Reendothelialization, which is the formation of a lining of endothelial cells over the surface of a VG, is a process that is still under study, and this step is critical to provide homeostasis in the vascular wall, given the multiple endothelium function in controlling the vascular wall permeability, compliance, and inflammation. Further details on vascular wall regeneration and endothelial formation can be studied separately. Figure 9 and Figure 10 shows a brief summary of the cell-biomaterial interaction required for the reendothelialization mechanism as a result of immune response activation over TEVGs, as well as the possible outcomes of the interaction of TEVGs with the native microenvironment if the failure mechanisms are activated within the early stages of integration.
Figure 9. General idealized and summarized cell biomaterial interaction for the reendothelialization mechanism as a result of immune response activation over TEVGs. On the desired outcome, during the first stages after the implantation of regenerative vascular grafts, neutrophils and monocytes adhere to the inner and outer surfaces. The chemoattractant responses of these cells induce the infiltration of different kinds of cells, including hematopoietic stem cells. The acute inflammation stages induce the attachment of endothelial precursors. After one month, infiltrated cells on the vascular wall will differentiate towards functional smooth muscle cells and fibroblasts, and the adhered endothelial cells on the lumen will maturate.

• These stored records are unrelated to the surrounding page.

// models/verificationmodels.rs
use chrono::{DateTime, Utc};
use serde::{Deserialize, Serialize};
use uuid::Uuid;

#[derive(Debug, Deserialize, Serialize, Clone, Copy, sqlx::Type, PartialEq)]
#[sqlx(type_name = "verification_type", rename_all = "snake_case")]
#[serde(rename_all = "snake_case")]
pub enum VerificationType {
    Profile,
    Document,
}

impl VerificationType {
    pub fn to_str(&self) -> &str {
        match self {
            VerificationType::Profile => "profile",
            VerificationType::Document => "document",
        }
    }
}

#[derive(Debug, Deserialize, Serialize, Clone, Copy, sqlx::Type, PartialEq)]
#[sqlx(type_name = "verification_log_status", rename_all = "snake_case")]
#[serde(rename_all = "snake_case")]
pub enum VerificationLogStatus {
    Pending,
    Approved,
    Rejected,
}

impl VerificationLogStatus {
    pub fn to_str(&self) -> &str {
        match self {
            VerificationLogStatus::Pending => "pending",
            VerificationLogStatus::Approved => "approved",
            VerificationLogStatus::Rejected => "rejected",
        }
    }

    /// Approved and rejected logs are terminal; a new review cycle
    /// opens a fresh log row instead of reusing an old one.
    pub fn is_terminal(&self) -> bool {
        !matches!(self, VerificationLogStatus::Pending)
    }
}

/// One row per review cycle. admin_id stays empty until a reviewer acts.
#[derive(Debug, Deserialize, Serialize, sqlx::FromRow, Clone)]
pub struct VerificationLog {
    pub id: Uuid,
    pub user_id: Uuid,
    pub admin_id: Option<Uuid>,
    pub verification_type: VerificationType,
    pub status: VerificationLogStatus,
    pub comments: Option<String>,
    pub created_at: DateTime<Utc>,
    pub updated_at: DateTime<Utc>,
}
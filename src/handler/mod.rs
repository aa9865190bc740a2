pub mod applications;
pub mod auth;
pub mod jobs;
pub mod messages;
pub mod notification_handler;
pub mod profiles;
pub mod users;
pub mod verification;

Therefore, a healthy endothelium will provide the required homeostasis for maintaining vascular graft patency (Created with BioRender.com, accessed on 7 November 2021).
Figure 10. Possible outcomes of the interaction of TEVGs with the native microenvironment if the failure mechanisms are activated within the early stages of integration. (A) Instant thrombus formation causes a significant reduction of the lumen of the graft, (B) while an exacerbated inflammatory state reduces the possibilities to initiate a regenerative pathway. (C) If infection occurs, the pathogens will repopulate the graft instead of the native cells. (D) If after acute inflammation, the microenvironment stabilizes; the graft becomes a suitable substrate for tissue remodeling (created with BioRender.com, accessed on 7 November 2021).